Exercise instructions
For the entries below, say how many lines include the word "little" and add nothing else.

Data excerpts:
*** Begin section ***
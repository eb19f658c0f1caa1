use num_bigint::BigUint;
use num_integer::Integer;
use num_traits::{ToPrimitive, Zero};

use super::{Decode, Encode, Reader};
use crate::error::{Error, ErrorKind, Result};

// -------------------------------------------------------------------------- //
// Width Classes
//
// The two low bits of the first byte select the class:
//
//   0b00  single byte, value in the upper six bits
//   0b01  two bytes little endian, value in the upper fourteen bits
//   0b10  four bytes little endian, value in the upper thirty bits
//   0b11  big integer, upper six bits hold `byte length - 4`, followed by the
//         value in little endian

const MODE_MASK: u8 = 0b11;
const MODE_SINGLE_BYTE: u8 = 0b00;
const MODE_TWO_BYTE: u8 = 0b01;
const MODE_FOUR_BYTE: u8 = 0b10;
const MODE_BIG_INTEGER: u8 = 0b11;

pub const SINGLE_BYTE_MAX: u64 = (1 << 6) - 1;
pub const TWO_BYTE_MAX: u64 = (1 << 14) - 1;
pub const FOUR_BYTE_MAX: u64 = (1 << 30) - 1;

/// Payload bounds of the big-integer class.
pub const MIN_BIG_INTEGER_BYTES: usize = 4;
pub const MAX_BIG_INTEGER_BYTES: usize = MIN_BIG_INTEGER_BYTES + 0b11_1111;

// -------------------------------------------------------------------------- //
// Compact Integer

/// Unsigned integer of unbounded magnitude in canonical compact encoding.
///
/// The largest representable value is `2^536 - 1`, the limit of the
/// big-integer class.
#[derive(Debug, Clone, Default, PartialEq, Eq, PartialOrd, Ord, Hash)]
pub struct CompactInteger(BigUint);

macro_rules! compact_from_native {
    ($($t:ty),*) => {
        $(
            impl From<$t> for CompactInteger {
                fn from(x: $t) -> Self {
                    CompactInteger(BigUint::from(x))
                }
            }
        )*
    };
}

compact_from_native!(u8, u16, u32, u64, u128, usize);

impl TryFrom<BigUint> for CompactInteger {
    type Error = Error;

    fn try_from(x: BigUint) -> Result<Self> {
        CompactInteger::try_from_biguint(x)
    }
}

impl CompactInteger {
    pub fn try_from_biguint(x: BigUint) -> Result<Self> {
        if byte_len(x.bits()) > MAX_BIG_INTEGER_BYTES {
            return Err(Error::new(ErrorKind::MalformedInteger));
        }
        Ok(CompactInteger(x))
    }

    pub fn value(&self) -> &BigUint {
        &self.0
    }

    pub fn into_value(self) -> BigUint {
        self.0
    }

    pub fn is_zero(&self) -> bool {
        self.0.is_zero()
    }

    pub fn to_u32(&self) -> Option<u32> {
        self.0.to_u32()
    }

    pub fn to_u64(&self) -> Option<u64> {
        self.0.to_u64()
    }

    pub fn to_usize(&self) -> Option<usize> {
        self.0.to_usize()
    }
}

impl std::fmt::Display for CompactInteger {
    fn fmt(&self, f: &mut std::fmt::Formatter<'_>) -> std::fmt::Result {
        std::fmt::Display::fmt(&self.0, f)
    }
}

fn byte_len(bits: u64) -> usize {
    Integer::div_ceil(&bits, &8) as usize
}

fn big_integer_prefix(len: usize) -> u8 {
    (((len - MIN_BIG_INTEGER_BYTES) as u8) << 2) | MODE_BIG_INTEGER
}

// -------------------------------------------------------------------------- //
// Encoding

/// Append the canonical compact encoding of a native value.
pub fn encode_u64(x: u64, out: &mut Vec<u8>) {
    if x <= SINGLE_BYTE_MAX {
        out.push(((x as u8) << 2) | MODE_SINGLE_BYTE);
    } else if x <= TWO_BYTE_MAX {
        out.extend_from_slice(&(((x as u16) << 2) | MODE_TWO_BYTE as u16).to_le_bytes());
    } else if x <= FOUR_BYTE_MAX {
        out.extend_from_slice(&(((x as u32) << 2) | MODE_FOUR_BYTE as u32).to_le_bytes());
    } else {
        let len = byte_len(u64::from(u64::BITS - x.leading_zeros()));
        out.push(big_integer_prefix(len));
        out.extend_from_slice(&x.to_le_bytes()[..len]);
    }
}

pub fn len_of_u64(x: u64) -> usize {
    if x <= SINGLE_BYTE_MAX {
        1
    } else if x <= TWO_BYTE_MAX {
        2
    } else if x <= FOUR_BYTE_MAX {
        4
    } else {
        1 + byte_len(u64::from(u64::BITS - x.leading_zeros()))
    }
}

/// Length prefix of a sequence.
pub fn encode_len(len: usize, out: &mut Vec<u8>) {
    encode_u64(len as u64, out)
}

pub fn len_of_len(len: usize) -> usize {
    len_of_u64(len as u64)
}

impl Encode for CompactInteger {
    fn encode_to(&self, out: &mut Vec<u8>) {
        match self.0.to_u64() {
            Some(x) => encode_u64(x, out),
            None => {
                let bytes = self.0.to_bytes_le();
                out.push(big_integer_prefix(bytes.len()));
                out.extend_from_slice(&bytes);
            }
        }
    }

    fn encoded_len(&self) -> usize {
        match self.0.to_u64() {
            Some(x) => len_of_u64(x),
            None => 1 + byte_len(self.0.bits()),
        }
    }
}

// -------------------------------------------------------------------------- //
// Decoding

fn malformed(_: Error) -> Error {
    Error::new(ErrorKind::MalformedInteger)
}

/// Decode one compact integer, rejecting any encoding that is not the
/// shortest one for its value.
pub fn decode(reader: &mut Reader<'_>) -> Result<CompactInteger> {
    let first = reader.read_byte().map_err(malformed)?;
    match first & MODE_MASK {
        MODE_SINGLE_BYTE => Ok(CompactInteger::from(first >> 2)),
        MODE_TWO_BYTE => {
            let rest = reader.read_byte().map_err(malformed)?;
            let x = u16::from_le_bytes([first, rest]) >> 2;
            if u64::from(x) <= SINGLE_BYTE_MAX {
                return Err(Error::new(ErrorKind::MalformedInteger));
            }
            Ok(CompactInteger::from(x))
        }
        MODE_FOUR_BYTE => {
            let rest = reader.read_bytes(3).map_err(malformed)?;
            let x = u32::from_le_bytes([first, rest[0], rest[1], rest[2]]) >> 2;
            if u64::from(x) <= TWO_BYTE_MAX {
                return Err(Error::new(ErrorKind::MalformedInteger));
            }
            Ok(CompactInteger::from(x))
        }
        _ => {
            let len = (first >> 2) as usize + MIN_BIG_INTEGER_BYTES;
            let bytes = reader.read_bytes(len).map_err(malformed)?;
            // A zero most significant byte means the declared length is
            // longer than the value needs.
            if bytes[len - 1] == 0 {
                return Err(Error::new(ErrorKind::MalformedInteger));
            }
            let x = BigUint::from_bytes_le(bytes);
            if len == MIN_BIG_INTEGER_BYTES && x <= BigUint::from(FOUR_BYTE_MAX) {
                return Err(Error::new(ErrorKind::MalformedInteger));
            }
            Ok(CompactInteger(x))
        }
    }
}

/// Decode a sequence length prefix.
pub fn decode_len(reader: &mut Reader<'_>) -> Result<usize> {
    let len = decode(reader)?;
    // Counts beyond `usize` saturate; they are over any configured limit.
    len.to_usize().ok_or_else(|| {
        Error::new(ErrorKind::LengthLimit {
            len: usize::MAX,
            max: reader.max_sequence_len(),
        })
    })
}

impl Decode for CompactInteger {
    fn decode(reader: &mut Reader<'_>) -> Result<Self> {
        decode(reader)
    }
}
*** End section ***
Exercise solution
3